WHAT YOU SHOULD DO: Below are the records; pull every line that includes "SearchRequest".
╭─ RECORDED DATA
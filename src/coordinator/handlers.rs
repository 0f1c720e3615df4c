//! Command Handler Registry and HTTP API
//!
//! Every client command is registered once at startup with its dispatch
//! recipe, coordination strategy, minimum arity, and reducer. Execution is
//! a data lookup followed by the shared routing/rewrite path; there is no
//! per-command control flow scattered around the codebase.
//!
//! The axum handlers at the bottom are the client-protocol boundary: one
//! endpoint executes commands, the rest administer the topology.

use axum::extract::Extension;
use axum::http::StatusCode;
use axum::Json;
use dashmap::DashMap;
use std::sync::Arc;

use crate::cluster::partitioner::{multiplex_command, rewrite_command, rewrite_command_arg};
use crate::cluster::store::TopologyStore;
use crate::cluster::types::Topology;
use crate::cluster::updater::TopologyUpdater;
use crate::command::{Command, CommandTable};
use crate::error::CoordinatorError;
use crate::protocol::{ClusterAckResponse, CommandRequest, ConfigUpdateRequest, Reply};
use crate::reducers::request::{arg_index, arg_index_from};
use crate::reducers::{Reducer, SearchRequest};

use super::engine::{CoordinationStrategy, Dispatch, ScatterGather};

/// The dispatch recipe applied before a command goes out.
#[derive(Debug, Clone, Copy, PartialEq, Eq)]
pub enum HandlerKind {
    /// Prefix rewrite plus key tagging; lands on exactly one shard.
    SingleShard,
    /// Prefix rewrite, then every key argument (index 2 onward) tagged with
    /// its own shard; multiplexed to all shards.
    MultiKeys,
    /// Prefix rewrite, then multiplexed to all shards.
    PrefixMultiplex,
    /// Strips the wrapper argument and forwards the inner command verbatim,
    /// multiplexed when it is shardable and fanned out otherwise.
    Broadcast,
    /// The search merge path with its paging and flag rewrites. Whether the
    /// dispatch stays on the local shard is carried by the strategy.
    Search,
}

/// One registered command: recipe, strategy, arity and reducer, as data.
#[derive(Debug, Clone, Copy)]
pub struct HandlerEntry {
    pub kind: HandlerKind,
    pub strategy: CoordinationStrategy,
    pub reducer: Reducer,
    pub min_args: usize,
}

/// Registry holding the mapping between command names and their entries.
pub struct HandlerRegistry {
    entries: DashMap<String, HandlerEntry>,
}

impl HandlerRegistry {
    /// Creates a new, empty registry.
    pub fn new() -> Arc<Self> {
        Arc::new(Self { entries: DashMap::new() })
    }

    /// Builds the registry for the full search command set.
    pub fn with_defaults() -> Arc<Self> {
        let registry = Self::new();

        // Single-shard simple commands
        for name in [
            "FT.ADD", "FT.DEL", "FT.GET", "FT.ADDHASH", "FT.EXPLAIN",
            "FT.SUGADD", "FT.SUGGET", "FT.SUGDEL", "FT.SUGLEN",
        ] {
            registry.register(name, HandlerEntry {
                kind: HandlerKind::SingleShard,
                strategy: CoordinationStrategy::flat(),
                reducer: Reducer::PassThrough,
                min_args: 2,
            });
        }

        // Multi-shard fanout commands
        registry.register("FT.MGET", HandlerEntry {
            kind: HandlerKind::MultiKeys,
            strategy: CoordinationStrategy::masters(),
            reducer: Reducer::ParallelMerge,
            min_args: 3,
        });
        registry.register("FT.TAGVALS", HandlerEntry {
            kind: HandlerKind::PrefixMultiplex,
            strategy: CoordinationStrategy::flat(),
            reducer: Reducer::DedupUnion,
            min_args: 3,
        });
        for name in ["FT.CREATE", "FT.ALTER", "FT.DROP"] {
            registry.register(name, HandlerEntry {
                kind: HandlerKind::PrefixMultiplex,
                strategy: CoordinationStrategy::masters(),
                reducer: Reducer::AllOk,
                min_args: 2,
            });
        }
        registry.register("FT.INFO", HandlerEntry {
            kind: HandlerKind::PrefixMultiplex,
            strategy: CoordinationStrategy::flat(),
            reducer: Reducer::Chain,
            min_args: 2,
        });
        registry.register("FT.BROADCAST", HandlerEntry {
            kind: HandlerKind::Broadcast,
            strategy: CoordinationStrategy::flat(),
            reducer: Reducer::Chain,
            min_args: 2,
        });

        // Coordination search commands
        for name in ["FT.SEARCH", "FT.FSEARCH"] {
            registry.register(name, HandlerEntry {
                kind: HandlerKind::Search,
                strategy: CoordinationStrategy::masters(),
                reducer: Reducer::TopK,
                min_args: 3,
            });
        }
        registry.register("FT.LSEARCH", HandlerEntry {
            kind: HandlerKind::Search,
            strategy: CoordinationStrategy::local_masters(),
            reducer: Reducer::TopK,
            min_args: 3,
        });

        registry
    }

    /// Registers a command handler entry. Later registrations win.
    pub fn register(&self, name: &str, entry: HandlerEntry) {
        self.entries.insert(name.to_ascii_uppercase(), entry);
        tracing::debug!("Registered command handler: {}", name);
    }

    pub fn lookup(&self, name: &str) -> Option<HandlerEntry> {
        self.entries
            .get(&name.to_ascii_uppercase())
            .map(|e| *e.value())
    }

    pub fn handler_count(&self) -> usize {
        self.entries.len()
    }
}

/// Everything one request needs, shared across the HTTP layer.
pub struct AppState {
    pub table: Arc<CommandTable>,
    pub registry: Arc<HandlerRegistry>,
    pub engine: Arc<ScatterGather>,
    pub store: Arc<TopologyStore>,
    pub updater: Option<Arc<TopologyUpdater>>,
}

impl AppState {
    /// Executes one client command and returns the single outbound reply.
    pub async fn execute(&self, args: Vec<String>) -> Reply {
        let Some(name) = args.first() else {
            return Reply::Error("empty command".to_string());
        };
        let Some(entry) = self.registry.lookup(name) else {
            return Reply::Error(format!("unknown command '{}'", name));
        };
        if args.len() < entry.min_args {
            return Reply::Error(format!("wrong number of arguments for '{}'", name));
        }
        // Reject before any routing work when no topology was ever installed
        let Some(topology) = self.store.get() else {
            return CoordinatorError::ClusterNotReady.to_reply();
        };

        let (dispatch, request) = match self.prepare(&topology, entry.kind, args) {
            Ok(prepared) => prepared,
            Err(reply) => return reply,
        };

        self.engine
            .execute(dispatch, entry.strategy, entry.reducer, request)
            .await
    }

    /// Applies the registered rewrite recipe under the captured snapshot.
    fn prepare(
        &self,
        topology: &Topology,
        kind: HandlerKind,
        args: Vec<String>,
    ) -> Result<(Dispatch, Option<SearchRequest>), Reply> {
        match kind {
            HandlerKind::SingleShard => {
                let mut cmd = Command::new(args, self.table.clone());
                cmd.set_prefix("_FT");
                let part = cmd.partitioning_key();
                if part > 0 {
                    rewrite_command(topology, &mut cmd, part as usize);
                    if cmd.is_multi_key() {
                        rewrite_command_arg(topology, &mut cmd, part as usize);
                    }
                }
                Ok((Dispatch::Single(cmd), None))
            }

            HandlerKind::MultiKeys => {
                let mut cmd = Command::new(args, self.table.clone());
                cmd.set_prefix("_FT");
                for i in 2..cmd.len() {
                    rewrite_command_arg(topology, &mut cmd, i);
                }
                Ok((Dispatch::Multiplex(multiplex_command(topology, &cmd)), None))
            }

            HandlerKind::PrefixMultiplex => {
                let mut cmd = Command::new(args, self.table.clone());
                cmd.set_prefix("_FT");
                Ok((Dispatch::Multiplex(multiplex_command(topology, &cmd)), None))
            }

            HandlerKind::Broadcast => {
                let inner = Command::new(args[1..].to_vec(), self.table.clone());
                if inner.len() > 1 && inner.sharding_key() >= 0 {
                    Ok((Dispatch::Multiplex(multiplex_command(topology, &inner)), None))
                } else {
                    Ok((Dispatch::Fanout(inner), None))
                }
            }

            HandlerKind::Search => {
                let Some(req) = SearchRequest::parse(&args) else {
                    return Err(Reply::Error("Invalid search request".to_string()));
                };

                let mut cmd = Command::new(args.clone(), self.table.clone());

                // the merge needs scores from every shard even when the
                // user did not ask for them
                if !req.with_scores {
                    cmd.append_args(["WITHSCORES"]);
                }
                if !req.with_sorting_keys && req.with_sort_by {
                    cmd.append_args(["WITHSORTKEYS"]);
                }

                // LIMIT {off} {lim} becomes LIMIT 0 {off+lim}: each shard
                // must return its full candidate prefix for the merge
                if let Some(limit_pos) = arg_index_from(&args, "LIMIT", 3) {
                    if req.limit > 0 && limit_pos + 2 < args.len() {
                        cmd.replace_arg(limit_pos + 1, "0");
                        cmd.replace_arg(limit_pos + 2, (req.offset + req.limit).to_string());
                    }
                }

                // tag INKEYS filters so each shard matches its own documents
                if let Some(inkeys) = arg_index(&args, "INKEYS") {
                    if inkeys > 2 {
                        let count = args
                            .get(inkeys + 1)
                            .and_then(|v| v.parse::<usize>().ok())
                            .unwrap_or(0);
                        if count > 0 && inkeys + 1 + count < args.len() {
                            let first = inkeys + 2;
                            for i in first..(first + count).min(args.len()) {
                                rewrite_command_arg(topology, &mut cmd, i);
                            }
                        }
                    }
                }

                cmd.replace_arg(0, "_FT.SEARCH");
                Ok((
                    Dispatch::Multiplex(multiplex_command(topology, &cmd)),
                    Some(req),
                ))
            }
        }
    }
}

// --- HTTP handlers ---

pub async fn handle_command(
    Extension(state): Extension<Arc<AppState>>,
    Json(req): Json<CommandRequest>,
) -> Json<Reply> {
    Json(state.execute(req.args).await)
}

pub async fn handle_cluster_set(
    Extension(state): Extension<Arc<AppState>>,
    Json(topology): Json<Topology>,
) -> (StatusCode, Json<ClusterAckResponse>) {
    state.store.ensure_size(&topology);
    match state.store.update(topology) {
        Ok(_) => (StatusCode::OK, Json(ClusterAckResponse::ok())),
        Err(e) => {
            tracing::error!("Failed to install topology: {}", e);
            (StatusCode::BAD_REQUEST, Json(ClusterAckResponse::err(e.to_string())))
        }
    }
}

pub async fn handle_cluster_refresh(
    Extension(state): Extension<Arc<AppState>>,
) -> (StatusCode, Json<ClusterAckResponse>) {
    let Some(updater) = &state.updater else {
        return (
            StatusCode::INTERNAL_SERVER_ERROR,
            Json(ClusterAckResponse::err("no topology source configured")),
        );
    };
    match updater.refresh().await {
        Ok(_) => (StatusCode::OK, Json(ClusterAckResponse::ok())),
        Err(e) => {
            tracing::error!("Topology refresh failed: {}", e);
            (
                StatusCode::INTERNAL_SERVER_ERROR,
                Json(ClusterAckResponse::err(e.to_string())),
            )
        }
    }
}

/// Hot-reloads the mutable configuration values between requests. The
/// timeout applies to requests started after the change; an in-flight
/// request keeps the deadline it derived at dispatch.
pub async fn handle_config_set(
    Extension(state): Extension<Arc<AppState>>,
    Json(update): Json<ConfigUpdateRequest>,
) -> Json<ClusterAckResponse> {
    let config = state.store.config();
    if let Some(timeout_ms) = update.timeout_ms {
        config.set_timeout_ms(timeout_ms);
        tracing::info!("Coordinator timeout set to {}ms", config.timeout_ms());
    }
    if let Some(partitions) = update.partitions {
        config.set_partitions(partitions);
        tracing::info!("Partition count set to {}", partitions);
    }
    Json(ClusterAckResponse::ok())
}

/// Cluster introspection: partitions, flavor, hash function and the full
/// shard table with per-node roles.
pub async fn handle_cluster_info(
    Extension(state): Extension<Arc<AppState>>,
) -> Json<Reply> {
    let config = state.store.config();
    let mut items = vec![
        Reply::Status("num_partitions".to_string()),
        Reply::Int(config.partitions() as i64),
        Reply::Status("cluster_type".to_string()),
        Reply::Status(config.cluster_type().as_str().to_string()),
    ];

    match state.store.get() {
        Some(topology) => {
            items.push(Reply::Status("hash_func".to_string()));
            items.push(Reply::Status(topology.hash_func.as_str().to_string()));
            items.push(Reply::Status("num_slots".to_string()));
            items.push(Reply::Int(topology.num_slots() as i64));
            items.push(Reply::Status("slots".to_string()));
            for shard in &topology.shards {
                let mut entry = vec![
                    Reply::Int(shard.start_slot as i64),
                    Reply::Int(shard.end_slot as i64),
                ];
                for node in &shard.nodes {
                    let role = format!(
                        "{}{}",
                        if node.master { "master " } else { "slave " },
                        if node.myself { "self" } else { "" }
                    );
                    entry.push(Reply::Array(vec![
                        Reply::Status(node.id.clone()),
                        Reply::Status(node.endpoint.host.clone()),
                        Reply::Int(node.endpoint.port as i64),
                        Reply::Status(role.trim_end().to_string()),
                    ]));
                }
                items.push(Reply::Array(entry));
            }
        }
        None => {
            items.push(Reply::Status("hash_func".to_string()));
            items.push(Reply::Status("n/a".to_string()));
            items.push(Reply::Status("num_slots".to_string()));
            items.push(Reply::Int(0));
            items.push(Reply::Status("slots".to_string()));
            items.push(Reply::Nil);
        }
    }

    Json(Reply::Array(items))
}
╰─
WRITTEN RESPONSE:
use crate::reducers::{Reducer, SearchRequest};
    ) -> Result<(Dispatch, Option<SearchRequest>), Reply> {
                let Some(req) = SearchRequest::parse(&args) else {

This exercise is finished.